Farinata degli Uberti
This article does not cite any sources. (November 2013) (Learn how and when to remove this template message)
Manente degli Uberti (1212 – 11 November 1264), known as Farinata degli Uberti,[a] was an Italian aristocrat and military leader of the Ghibelline faction in Florence. He was considered to be a heretic by some of his contemporaries, including Dante Alighieri, who mentioned Farinata in his Inferno.
Farinata belonged to one of the most ancient and prominent noble families of Florence, his native city. He was the leader of the Ghibelline faction in his city during the power struggles of the time. He led the Ghibellines from 1239, but after the death of the Holy Roman Emperor Frederick II, in 1250, the Guelphs were able to reassert power in Florence, securing his exile from the city, along with his supporters. The exiles sought refuge in Siena, a Ghibelline stronghold. In response to the exile, Farinata allied himself with Frederick's illegitimate son, Manfred of Sicily, who was seeking to expand his alliances in order to secure himself on the throne of Sicily. In September 1260 Farinata led the Ghibelline forces to victory over the rival Guelphs at the Battle of Montaperti. As a result, he was able to capture Florence. The leading Guelph families were banished and the government of Florence was radically restructured to ensure Ghibelline dominance.
Farinata's allies wanted to ensure that Florence would never again rise to threaten them. Following the example of Roman ruthlessness towards its enemy Carthage, they voted to raze Florence utterly to the ground. Only Farinata stood out against them, declaring himself to be a Florentine first and a Ghibelline second, and vowing that he would defend his native city with his own sword. The Ghibellines thereupon took the lesser course of destroying the city's defences and the homes of the leading Guelphs, knocking down 103 palaces, 580 houses, and 85 towers.

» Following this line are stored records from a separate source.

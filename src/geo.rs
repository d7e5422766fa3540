//! Great-circle geometry primitives.
//!
//! Pure functions over route polylines: point-to-point haversine distance,
//! cumulative route length, and position interpolation at a distance along
//! the route. No state, no allocation beyond the returned value.

use crate::types::{RoutePoint, RoutePosition};

/// Mean Earth radius in kilometers.
pub const EARTH_RADIUS_KM: f64 = 6371.0;

/// Great-circle distance between two points, in kilometers.
pub fn haversine_distance_km(lat1: f64, lon1: f64, lat2: f64, lon2: f64) -> f64 {
    let d_lat = (lat2 - lat1).to_radians();
    let d_lon = (lon2 - lon1).to_radians();

    let a = (d_lat / 2.0).sin().powi(2)
        + lat1.to_radians().cos() * lat2.to_radians().cos() * (d_lon / 2.0).sin().powi(2);

    // Floating-point overshoot can push `a` a hair outside [0, 1]; clamp so
    // both square roots stay real for antipodal and near-zero inputs.
    let a = a.clamp(0.0, 1.0);
    let c = 2.0 * a.sqrt().atan2((1.0 - a).sqrt());

    EARTH_RADIUS_KM * c
}

/// Total length of the polyline, summing consecutive haversine distances.
/// A single point has length 0.
pub fn route_length_km(points: &[RoutePoint]) -> f64 {
    points
        .windows(2)
        .map(|pair| haversine_distance_km(pair[0].lat, pair[0].lng, pair[1].lat, pair[1].lng))
        .sum()
}

/// Position at `target_km` along the polyline.
///
/// Walks accumulated segment distances and interpolates linearly in
/// coordinate space within the containing segment. Not geodesically exact,
/// but adequate at trail-route vertex density. Past the end of the route
/// (including trailing zero-length segments) the final vertex is returned.
///
/// Requires a non-empty slice.
pub fn position_at_distance(points: &[RoutePoint], target_km: f64) -> RoutePosition {
    let mut accumulated = 0.0;

    for (index, pair) in points.windows(2).enumerate() {
        let (a, b) = (pair[0], pair[1]);
        let segment_km = haversine_distance_km(a.lat, a.lng, b.lat, b.lng);

        if segment_km > 0.0 && accumulated + segment_km >= target_km {
            let ratio = ((target_km - accumulated) / segment_km).clamp(0.0, 1.0);
            return RoutePosition {
                lng: a.lng + (b.lng - a.lng) * ratio,
                lat: a.lat + (b.lat - a.lat) * ratio,
                elevation: a.elevation + (b.elevation - a.elevation) * ratio,
                segment_index: index,
            };
        }

        accumulated += segment_km;
    }

    let last = points[points.len() - 1];
    RoutePosition {
        lng: last.lng,
        lat: last.lat,
        elevation: last.elevation,
        segment_index: points.len() - 1,
    }
}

When the Guelphs regained control of the city in 1266, they repeated in reverse the demolitions, by destroying every building belonging to the Uberti clan, which were in what is now Piazza della Signoria, decreeing as well that no building should ever be erected in that accursed space. This is why Palazzo Vecchio, begun in the 1290s, is not in the center of the piazza, but squeezed over to one side.
Farinata died at Florence in 1264. In 1283 his body and that of his wife, Adaleta, were exhumed from their resting place in Santa Reparata, and tried for heresy. They were found guilty by the Franciscan-led Inquisition, and their remains were subjected to a posthumous execution. According to Boccaccio, in his commentary on Dante, the Inquisition discovered, among other things, that Farinata denied life after death:
He was of the opinion of Epicurus, that the soul dies with the body, and maintained that human happiness consisted in temporal pleasures; but he did not follow these in the way that Epicurus did, that is by making long fasts to have afterwards pleasure in eating dry bread; but was fond of good and delicate viands, and ate them without waiting to be hungry; and for this sin he is damned as a Heretic in this place.
Therefore, Farinata appears with several other atheists and heretics in Dante's Inferno. Since they denied the immortality of the soul, their eternal punishment is to be entombed in fiery coffins, the dead among the dead, within the city of Dis.
Farinata is also mentioned in C.S. Lewis's Screwtape Proposes a Toast.